The recent selloff in U.S. stocks continued this week, with the S&P 500 dropping by nearly 3% on Monday, and nearly an additional percentage point today. With the recent market moves, the stock market has now fallen nearly 10% below its all-time highs.
Recession fears resurface
Trade policy uncertainty has stirred more anxiety around U.S. growth projections. In recent days, there has been a noticeable spike in the amount of "recession" related searches on the internet.

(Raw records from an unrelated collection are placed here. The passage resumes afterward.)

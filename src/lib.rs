pub mod api;
pub mod auth;
pub mod config;
pub mod engine;
pub mod error;
pub mod models;
pub mod observability;
pub mod state;
pub mod store;
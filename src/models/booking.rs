use chrono::{DateTime, NaiveDate, NaiveTime, Utc};
use serde::{Deserialize, Serialize};
use uuid::Uuid;

#[derive(Debug, Clone, Serialize, Deserialize, PartialEq)]
pub struct GeoPoint {
    pub lat: f64,
    pub lng: f64,
}

#[derive(Debug, Clone, Serialize, Deserialize, PartialEq)]
pub struct Location {
    pub address: String,
    #[serde(default, skip_serializing_if = "Option::is_none")]
    pub coordinates: Option<GeoPoint>,
}

#[derive(Debug, Clone, Serialize, Deserialize, PartialEq)]
pub struct Schedule {
    pub date: NaiveDate,
    pub time: NaiveTime,
}

#[derive(Debug, Clone, Serialize, Deserialize, PartialEq)]
pub struct Contact {
    pub name: String,
    pub email: String,
    pub phone: String,
}

#[derive(Debug, Clone, Copy, Serialize, Deserialize, PartialEq, Eq)]
#[serde(rename_all = "snake_case")]
pub enum VehicleClass {
    Business,
    FirstClass,
    Van,
}

#[derive(Debug, Clone, Copy, Serialize, Deserialize, PartialEq, Eq)]
#[serde(rename_all = "snake_case")]
pub enum BookingStatus {
    Unassigned,
    Assigned,
    Completed,
    Cancelled,
}

#[derive(Debug, Clone, Serialize, Deserialize)]
pub struct Booking {
    pub id: Uuid,
    pub pickup: Location,
    pub dropoff: Location,
    pub schedule: Schedule,
    pub passengers: u8,
    pub vehicle_class: VehicleClass,
    pub contact: Contact,
    #[serde(default, skip_serializing_if = "Option::is_none")]
    pub notes: Option<String>,
    pub status: BookingStatus,
    pub created_at: DateTime<Utc>,
    pub updated_at: DateTime<Utc>,
}

/// Intake payload; validated by the booking form before it reaches the lifecycle.
#[derive(Debug, Clone, Serialize, Deserialize)]
pub struct NewBooking {
    pub pickup: Location,
    pub dropoff: Location,
    pub schedule: Schedule,
    pub passengers: u8,
    pub vehicle_class: VehicleClass,
    pub contact: Contact,
    #[serde(default)]
    pub notes: Option<String>,
}

#[derive(Debug, Clone, Default, Serialize, Deserialize)]
pub struct BookingPatch {
    #[serde(default)]
    pub pickup: Option<Location>,
    #[serde(default)]
    pub dropoff: Option<Location>,
    #[serde(default)]
    pub schedule: Option<Schedule>,
    #[serde(default)]
    pub passengers: Option<u8>,
    #[serde(default)]
    pub vehicle_class: Option<VehicleClass>,
    #[serde(default)]
    pub contact: Option<Contact>,
    #[serde(default)]
    pub notes: Option<String>,
    #[serde(default)]
    pub status: Option<BookingStatus>,
}

impl BookingPatch {
    pub fn status(status: BookingStatus) -> Self {
        Self {
            status: Some(status),
            ..Self::default()
        }
    }

    pub fn apply(self, booking: &mut Booking) {
        if let Some(pickup) = self.pickup {
            booking.pickup = pickup;
        }
        if let Some(dropoff) = self.dropoff {
            booking.dropoff = dropoff;
        }
        if let Some(schedule) = self.schedule {
            booking.schedule = schedule;
        }
        if let Some(passengers) = self.passengers {
            booking.passengers = passengers;
        }
        if let Some(vehicle_class) = self.vehicle_class {
            booking.vehicle_class = vehicle_class;
        }
        if let Some(contact) = self.contact {
            booking.contact = contact;
        }
        if let Some(notes) = self.notes {
            booking.notes = Some(notes);
        }
        if let Some(status) = self.status {
            booking.status = status;
        }
    }
}
impl Administration {
    pub fn new(ctx: Coordination) -> Self {
        Self {
            bookings: BookingLifecycle::new(ctx.store.clone()),
            drivers: DriverAvailability::new(ctx.store.clone()),
            ctx,
        }
    }

    /// Manual availability override. Unconditional, but serialized with
    /// assignments touching the same driver.
    pub async fn update_driver_status(
        &self,
        driver_id: Uuid,
        status: DriverStatus,
    ) -> Result<Driver, AppError> {
        self.ctx
            .measured("update_driver_status", async {
                let _guard = self.ctx.locks.acquire([LockKey::Driver(driver_id)]).await;
                self.drivers.set_status(driver_id, status)
            })
            .await
            .inspect(|driver| {
                self.ctx.refresh_busy_gauge();
                info!(driver_id = %driver.id, status = ?driver.status, "driver status updated");
            })
    }

    /// Cancels the booking and, if it has a live ride, cancels that ride and
    /// frees the driver without counting the ride. Cancelling twice is a no-op.
    pub async fn cancel_booking(&self, booking_id: Uuid) -> Result<Booking, AppError> {
        self.ctx
            .measured("cancel_booking", self.cancel_with_lock(booking_id))
            .await
            .inspect_err(|err| {
                warn!(booking_id = %booking_id, error = %err, "booking cancellation rejected");
            })
    }

    async fn cancel_with_lock(&self, booking_id: Uuid) -> Result<Booking, AppError> {
        let (_guard, active) = self.lock_booking(booking_id).await?;
        let booking = self.bookings.get(booking_id)?;
        self.cancel_locked(booking, active)
    }

    pub async fn edit_booking(
        &self,
        booking_id: Uuid,
        patch: BookingPatch,
    ) -> Result<Booking, AppError> {
        self.ctx
            .measured("edit_booking", self.edit_with_lock(booking_id, patch))
            .await
            .inspect_err(|err| {
                warn!(booking_id = %booking_id, error = %err, "booking edit rejected");
            })
    }

    async fn edit_with_lock(
        &self,
        booking_id: Uuid,
        mut patch: BookingPatch,
    ) -> Result<Booking, AppError> {
        let (_guard, active) = self.lock_booking(booking_id).await?;
        let booking = self.bookings.get(booking_id)?;

        match patch.status.take() {
            None => {}
            Some(BookingStatus::Cancelled) => {
                self.cancel_locked(booking, active)?;
            }
            Some(BookingStatus::Unassigned) => {
                if active.is_some() || booking.status == BookingStatus::Completed {
                    return Err(AppError::Conflict(format!(
                        "booking {booking_id} cannot be reopened from {:?}",
                        booking.status
                    )));
                }
                patch.status = Some(BookingStatus::Unassigned);
            }
            Some(other) => {
                return Err(AppError::InvalidArgument(format!(
                    "status {other:?} is set by ride operations, not by booking edits"
                )));
            }
        }

        let updated = self.bookings.patch(booking_id, patch)?;
        info!(booking_id = %booking_id, status = ?updated.status, "booking edited");
        Ok(updated)
    }

    /// Deletes a booking no ride has ever referenced. Returns whether it
    /// existed.
    pub async fn remove_booking(&self, booking_id: Uuid) -> Result<bool, AppError> {
        self.ctx
            .measured("remove_booking", self.remove_with_lock(booking_id))
            .await
            .inspect_err(|err| {
                warn!(booking_id = %booking_id, error = %err, "booking removal rejected");
            })
    }

    async fn remove_with_lock(&self, booking_id: Uuid) -> Result<bool, AppError> {
        let (_guard, _active) = self.lock_booking(booking_id).await?;

        // Ride history keeps pointing at its booking, finished or not.
        let rides = self.ctx.store.rides.find(|ride| ride.booking_id == booking_id);
        if let Some(ride) = rides.first() {
            return Err(AppError::Conflict(format!(
                "booking {booking_id} is referenced by ride {} ({:?})",
                ride.id, ride.status
            )));
        }

        let existed = self.bookings.delete(booking_id);
        info!(booking_id = %booking_id, existed, "booking removed");
        Ok(existed)
    }

    /// Locks the booking plus the driver of its live ride, if any.
    ///
    /// The live ride is read before locking, so it is re-read afterwards and
    /// the lock is retried when the driver it names is not covered.
    async fn lock_booking(
        &self,
        booking_id: Uuid,
    ) -> Result<(AggregateGuard, Option<Ride>), AppError> {
        for _ in 0..MAX_LOCK_ATTEMPTS {
            let seen = self.ctx.store.active_ride_for_booking(booking_id);

            let mut keys = vec![LockKey::Booking(booking_id)];
            if let Some(ride) = &seen {
                keys.push(LockKey::Driver(ride.driver_id));
            }
            let guard = self.ctx.locks.acquire(keys).await;

            let active = self.ctx.store.active_ride_for_booking(booking_id);
            let covered = active
                .as_ref()
                .is_none_or(|ride| guard.covers(LockKey::Driver(ride.driver_id)));
            if covered {
                return Ok((guard, active));
            }
        }

        Err(AppError::Conflict(format!(
            "booking {booking_id} is changing too quickly to lock"
        )))
    }

    fn cancel_locked(&self, booking: Booking, active: Option<Ride>) -> Result<Booking, AppError> {
        match booking.status {
            BookingStatus::Cancelled => return Ok(booking),
            BookingStatus::Completed => {
                return Err(AppError::Conflict(format!(
                    "booking {} is already completed",
                    booking.id
                )));
            }
            BookingStatus::Unassigned | BookingStatus::Assigned => {}
        }

        let driver = match &active {
            Some(ride) => Some(self.drivers.get(ride.driver_id)?),
            None => None,
        };

        let (cancelled, cancelled_ride) = Rollback::default().guard(&self.ctx.store, |undo| {
            let cancelled_ride = match (&active, &driver) {
                (Some(ride), Some(driver)) => {
                    let mut cancelled_ride = ride.clone();
                    cancelled_ride.status = RideStatus::Cancelled;
                    cancelled_ride.cancelled_at = Some(Utc::now());

                    undo.ride(ride);
                    self.ctx.store.rides.put(cancelled_ride.clone());

                    undo.driver(driver);
                    self.drivers.set_status(driver.id, DriverStatus::Available)?;
                    Some(cancelled_ride)
                }
                _ => None,
            };

            undo.booking(&booking);
            let cancelled = self
                .bookings
                .patch(booking.id, BookingPatch::status(BookingStatus::Cancelled))?;

            Ok((cancelled, cancelled_ride))
        })?;

        if let Some(ride) = &cancelled_ride {
            self.ctx.refresh_busy_gauge();
            self.ctx.publish(RideEventKind::Cancelled, ride);
        }

        info!(
            booking_id = %cancelled.id,
            ride_id = ?cancelled_ride.as_ref().map(|ride| ride.id),
            "booking cancelled"
        );

        Ok(cancelled)
    }
}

Still, our U.S. recession risk dashboard paints a more encouraging picture, especially compared to 2023. We are entering these turbulent times from a starting point of resilience. Against that backdrop, we think the risk of a U.S. recession occurring sometime over the next 12 months is 30%. Although the risk of a recession is still above-average, our base case still calls for the United States to achieve a soft landing. That's likely to be true even if the currently announced tariff measures remain in place for an extended period of time—although U.S. growth could slow modestly in that case.

Oversold sentiment
The U.S. stock market selloff has resulted in investor sentiment becoming noticeably oversold. Our sentiment indicator now stands at +1.7 standard deviations, reaching levels last seen in December 2022.

But historically, U.S. equities have rebounded roughly 11% over the next 12 months once sentiment gets to these levels. And, if sentiment reaches a panic, that return improves to roughly 20%.
Gut check
While stock-market drawdowns might be difficult to stomach, volatility is normal. In the past 60-plus years, markets have seen 9% drawdowns roughly half of the time. But following those drawdowns, investors who stick to their plan are often rewarded with double-digit gains.
However, there is a risk that this time could be different. While we believe President Trump's trade policy is aimed at reinvigorating the U.S. manufacturing sector and may be part of his negotiation strategy, there is still a lot of uncertainty around where these policies will settle. A prolonged trade standoff may eventually dampen business and consumer activity to the point where economic growth slows meaningfully.

Russell Investments continues to monitor this fluid situation closely and will adjust portfolios as warranted. If the selloff continues and U.S. equity valuations improve, we may consider potentially adding incremental risk to the portfolios. For now, we continue to believe that staying invested, rather than going to cash, could be the most prudent course of action.